It goes into the details of generating maps using the Mapnik map-rendering toolkit, and helps you to build a sophisticated web-based geo-spatial map-editing application using GeoDjango, Mapnik, and PostGIS. By the end of the book, you will be able to integrate spatial features into your applications and build a complete mapping application from scratch.

Publication date:
December 2010
Publisher
Packt
Pages
508
ISBN
9781849511544

 

Chapter 1. Geo-Spatial Development Using Python

This chapter provides an overview of the Python programming language and geo-spatial development. Please note that this is not a tutorial on how to use the Python language; Python is easy to learn, but the details are beyond the scope of this book.

In this chapter, we will cover:

  • What the Python programming language is, and how it differs from other languages

  • An introduction to the Python Standard Library and the Python Package Index

  • What the terms "geo-spatial data" and "geo-spatial development" refer to

  • An overview of the process of accessing, manipulating, and displaying geo-spatial data

  • Some of the major applications for geo-spatial development

  • Some of the recent trends in the field of geo-spatial development

 

Python


Python (http://python.org) is a modern, high-level language suitable for a wide variety of programming tasks. Technically, it is often referred to as a "scripting" language, though this distinction isn't very important nowadays. Python has been used for writing web-based systems, desktop applications, games, scientific programming, and even utilities and other higher-level parts of various operating systems.

Python supports a wide range of programming idioms, from straightforward procedural programming to object-oriented programming and functional programming.

While Python is generally considered to be an "interpreted" language, and is occasionally criticized for being slow compared to "compiled" languages such as C, the use of byte-compilation and the fact that much of the heavy lifting is done by library code means that Python's performance is often surprisingly good.

Open source versions of the Python interpreter are freely available for all major operating systems.
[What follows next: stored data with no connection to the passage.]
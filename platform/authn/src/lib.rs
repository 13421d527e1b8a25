//! Platform authentication helpers.
//!
//! Turns presented credentials into an [`ActorContext`]. Access tokens carry
//! the account and its roles; refresh tokens carry the session they belong to
//! and are only exchanged by the server acting as the system actor.

mod password;
mod token;

use chrono::{DateTime, Duration, Utc};
use jsonwebtoken::{DecodingKey, EncodingKey, Header, Validation, errors::ErrorKind};
use platform_authz::{AccountId, ActorContext};
use thiserror::Error;
use tracing::debug;
use uuid::Uuid;

pub use password::{hash_password, verify_password};
pub use token::{Claims, IssuedToken, TokenKind};

/// Header used by the refresh and sign-out flows.
pub const REFRESH_TOKEN_HEADER: &str = "refresh-token";

/// Longest access token lifetime the server accepts: one day.
pub const MAX_ACCESS_TTL_MINUTES: i64 = 24 * 60;
/// Longest refresh token lifetime the server accepts: one year.
pub const MAX_REFRESH_TTL_DAYS: i64 = 365;

#[derive(Debug, Error)]
pub enum AuthnError {
    #[error("missing credentials")]
    MissingCredentials,
    #[error("credentials expired")]
    Expired,
    #[error("invalid credentials")]
    InvalidToken,
    #[error("token kind not accepted here")]
    WrongTokenKind,
    #[error("invalid email or password")]
    InvalidPassword,
    #[error("failed to sign token")]
    Signing(#[source] jsonwebtoken::errors::Error),
    #[error("password hashing failed: {0}")]
    PasswordHash(String),
    #[error("token lifetime out of range")]
    TokenLifetime,
}

impl AuthnError {
    /// Errors that mean "the caller is not who they claim", as opposed to a
    /// failure on our side.
    pub fn is_unauthenticated(&self) -> bool {
        !matches!(
            self,
            AuthnError::Signing(_) | AuthnError::PasswordHash(_) | AuthnError::TokenLifetime
        )
    }
}

#[derive(Clone, Debug)]
pub struct AuthConfig {
    pub jwt_secret: Vec<u8>,
    pub access_ttl_minutes: i64,
    pub refresh_ttl_days: i64,
}

impl Default for AuthConfig {
    fn default() -> Self {
        Self {
            jwt_secret: Vec::new(),
            access_ttl_minutes: 15,
            refresh_ttl_days: 30,
        }
    }
}

/// Raw credential material read off a request.
#[derive(Clone, Debug, Default)]
pub struct Credentials {
    pub bearer: Option<String>,
    pub refresh_token: Option<String>,
}

impl Credentials {
    pub fn bearer(token: impl Into<String>) -> Self {
        Self {
            bearer: Some(token.into()),
            refresh_token: None,
        }
    }

    pub fn refresh(token: impl Into<String>) -> Self {
        Self {
            bearer: None,
            refresh_token: Some(token.into()),
        }
    }
}

/// A verified refresh token: the account and the session it was issued for.
#[derive(Clone, Copy, Debug, Eq, PartialEq)]
pub struct RefreshGrant {
    pub account_id: AccountId,
    pub session_id: Uuid,
}

pub struct Authenticator {
    config: AuthConfig,
    encoding: EncodingKey,
    decoding: DecodingKey,
    validation: Validation,
}

impl Authenticator {
    pub fn new(config: AuthConfig) -> Self {
        let encoding = EncodingKey::from_secret(&config.jwt_secret);
        let decoding = DecodingKey::from_secret(&config.jwt_secret);
        Self {
            config,
            encoding,
            decoding,
            validation: Validation::default(),
        }
    }

    /// Resolve the bearer credential into the actor for this request.
    pub fn authenticate(&self, credentials: &Credentials) -> Result<ActorContext, AuthnError> {
        let token = credentials
            .bearer
            .as_deref()
            .ok_or(AuthnError::MissingCredentials)?;
        let claims = self.decode(token, TokenKind::Access)?;
        debug!(account = %claims.sub, "bearer token accepted");
        Ok(ActorContext::account(claims.sub.into(), claims.roles))
    }

    /// Verify the refresh credential. The caller still has to confirm the
    /// session has not been revoked.
    pub fn refresh_grant(&self, credentials: &Credentials) -> Result<RefreshGrant, AuthnError> {
        let token = credentials
            .refresh_token
            .as_deref()
            .ok_or(AuthnError::MissingCredentials)?;
        let claims = self.decode(token, TokenKind::Refresh)?;
        let session_id = claims.sid.ok_or(AuthnError::InvalidToken)?;
        Ok(RefreshGrant {
            account_id: claims.sub.into(),
            session_id,
        })
    }

    pub fn issue_access(
        &self,
        account: AccountId,
        roles: &[String],
    ) -> Result<IssuedToken, AuthnError> {
        let ttl = Duration::try_minutes(self.config.access_ttl_minutes)
            .ok_or(AuthnError::TokenLifetime)?;
        self.issue(account, TokenKind::Access, roles.to_vec(), None, ttl)
    }

    pub fn issue_refresh(
        &self,
        account: AccountId,
        session_id: Uuid,
    ) -> Result<IssuedToken, AuthnError> {
        let ttl =
            Duration::try_days(self.config.refresh_ttl_days).ok_or(AuthnError::TokenLifetime)?;
        self.issue(account, TokenKind::Refresh, Vec::new(), Some(session_id), ttl)
    }

    fn issue(
        &self,
        account: AccountId,
        kind: TokenKind,
        roles: Vec<String>,
        sid: Option<Uuid>,
        ttl: Duration,
    ) -> Result<IssuedToken, AuthnError> {
        let now = Utc::now();
        let expires_at: DateTime<Utc> = now
            .checked_add_signed(ttl)
            .ok_or(AuthnError::TokenLifetime)?;
        let claims = Claims {
            sub: account.into_uuid(),
            kind,
            roles,
            sid,
            iat: now.timestamp(),
            exp: expires_at.timestamp(),
        };
        let token = jsonwebtoken::encode(&Header::default(), &claims, &self.encoding)
            .map_err(AuthnError::Signing)?;
        Ok(IssuedToken { token, expires_at })
    }

    fn decode(&self, token: &str, expected: TokenKind) -> Result<Claims, AuthnError> {
        let claims = jsonwebtoken::decode::<Claims>(token, &self.decoding, &self.validation)
            .map(|data| data.claims)
            .map_err(|err| match err.kind() {
                ErrorKind::ExpiredSignature => AuthnError::Expired,
                _ => AuthnError::InvalidToken,
            })?;
        if claims.kind != expected {
            return Err(AuthnError::WrongTokenKind);
        }
        Ok(claims)
    }
}

#[cfg(test)]
mod tests {
    use super::*;

    fn authenticator() -> Authenticator {
        Authenticator::new(AuthConfig {
            jwt_secret: b"0123456789abcdef0123456789abcdef".to_vec(),
            ..AuthConfig::default()
        })
    }

    #[test]
    fn access_token_round_trips_into_an_actor() {
        let authn = authenticator();
        let account = AccountId::new(Uuid::new_v4());
        let issued = authn
            .issue_access(account, &["moderator".to_string()])
            .unwrap();

        let actor = authn
            .authenticate(&Credentials::bearer(issued.token))
            .unwrap();
        assert!(actor.is(account));
        assert!(actor.has_role("moderator"));
    }

    #[test]
    fn missing_bearer_is_rejected() {
        let err = authenticator()
            .authenticate(&Credentials::default())
            .unwrap_err();
        assert!(matches!(err, AuthnError::MissingCredentials));
        assert!(err.is_unauthenticated());
    }

    #[test]
    fn expired_token_is_rejected() {
        let authn = Authenticator::new(AuthConfig {
            jwt_secret: b"0123456789abcdef0123456789abcdef".to_vec(),
            access_ttl_minutes: -10,
            ..AuthConfig::default()
        });
        let issued = authn
            .issue_access(AccountId::new(Uuid::new_v4()), &[])
            .unwrap();
        let err = authn
            .authenticate(&Credentials::bearer(issued.token))
            .unwrap_err();
        assert!(matches!(err, AuthnError::Expired));
    }

    #[test]
    fn oversized_lifetimes_are_errors_not_panics() {
        let authn = Authenticator::new(AuthConfig {
            jwt_secret: b"0123456789abcdef0123456789abcdef".to_vec(),
            access_ttl_minutes: i64::MAX / 2,
            refresh_ttl_days: i64::MAX / 2,
        });
        let account = AccountId::new(Uuid::new_v4());

        let err = authn.issue_access(account, &[]).unwrap_err();
        assert!(matches!(err, AuthnError::TokenLifetime));
        assert!(!err.is_unauthenticated());
        let err = authn.issue_refresh(account, Uuid::new_v4()).unwrap_err();
        assert!(matches!(err, AuthnError::TokenLifetime));
    }

    #[test]
    fn lifetime_past_the_calendar_is_an_error() {
        // Fits in a TimeDelta but overflows the date range when added to now.
        let authn = Authenticator::new(AuthConfig {
            jwt_secret: b"0123456789abcdef0123456789abcdef".to_vec(),
            refresh_ttl_days: 200_000_000,
            ..AuthConfig::default()
        });
        let err = authn
            .issue_refresh(AccountId::new(Uuid::new_v4()), Uuid::new_v4())
            .unwrap_err();
        assert!(matches!(err, AuthnError::TokenLifetime));
    }

    #[test]
    fn token_signed_with_another_secret_is_invalid() {
        let other = Authenticator::new(AuthConfig {
            jwt_secret: b"ffffffffffffffffffffffffffffffff".to_vec(),
            ..AuthConfig::default()
        });
        let issued = other
            .issue_access(AccountId::new(Uuid::new_v4()), &[])
            .unwrap();
        let err = authenticator()
            .authenticate(&Credentials::bearer(issued.token))
            .unwrap_err();
        assert!(matches!(err, AuthnError::InvalidToken));
    }

    #[test]
    fn refresh_and_access_tokens_are_not_interchangeable() {
        let authn = authenticator();
        let account = AccountId::new(Uuid::new_v4());
        let session = Uuid::new_v4();
        let refresh = authn.issue_refresh(account, session).unwrap();
        let access = authn.issue_access(account, &[]).unwrap();

        let err = authn
            .authenticate(&Credentials::bearer(refresh.token.clone()))
            .unwrap_err();
        assert!(matches!(err, AuthnError::WrongTokenKind));
        let err = authn
            .refresh_grant(&Credentials::refresh(access.token))
            .unwrap_err();
        assert!(matches!(err, AuthnError::WrongTokenKind));

        let grant = authn
            .refresh_grant(&Credentials::refresh(refresh.token))
            .unwrap();
        assert_eq!(
            grant,
            RefreshGrant {
                account_id: account,
                session_id: session,
            }
        );
    }
}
Python is eminently suitable for all sorts of programming, from quick one-off scripts to building huge and complex systems. It can even be run in interactive (command-line) mode, allowing you to type in commands and immediately see the results. This is ideal for doing quick calculations or figuring out how a particular library works.

One of the first things a developer notices about Python compared with other languages such as Java or C++ is how expressive the language is—what may take 20 or 30 lines of code in Java can often be written in half a dozen lines of code in Python. For example, imagine that you have an array of latitude and longitude values you wish to process one at a time. In Python, this is trivial:

for lat,long in coordinates:
    ...

Compare this with how much work a programmer would have to do in Java to achieve the same result:

for (int i=0; i < coordinates.length; i++) {
    float lat = coordinates[i][0];
    float long = coordinates[i][1];
...
}

While the Python language itself makes programming quick and easy, allowing you to focus on the task at hand, the Python Standard Libraries make programming even more efficient. These libraries make it easy to do things such as converting date and time values, manipulating strings, downloading data from websites, performing complex maths, working with e-mail messages, encoding and decoding data, XML parsing, data encryption, file manipulation, compressing and decompressing files, working with databases—the list goes on. What you can do with the Python Standard Libraries is truly amazing.

As well as the built-in modules in the Python Standard Libraries, it is easy to download and install custom modules, which can be written in either Python or C. The Python Package Index (http://pypi.python.org) provides thousands of additional modules that you can download and install. And, if that isn't enough, many other systems provide python bindings to allow you to access them directly from within your programs. We will be making heavy use of Python bindings in this book.

Note

It should be pointed out that there are different versions of Python available. Python 2.x is the most common version in use today, while the Python developers have been working for the past several years on a completely new, non-backwards-compatible version called Python 3. Eventually, Python 3 will replace Python 2.x, but at this stage most of the third-party libraries (including all the GIS tools we will be using) only work with Python 2.x. For this reason, we won't be using Python 3 in this book.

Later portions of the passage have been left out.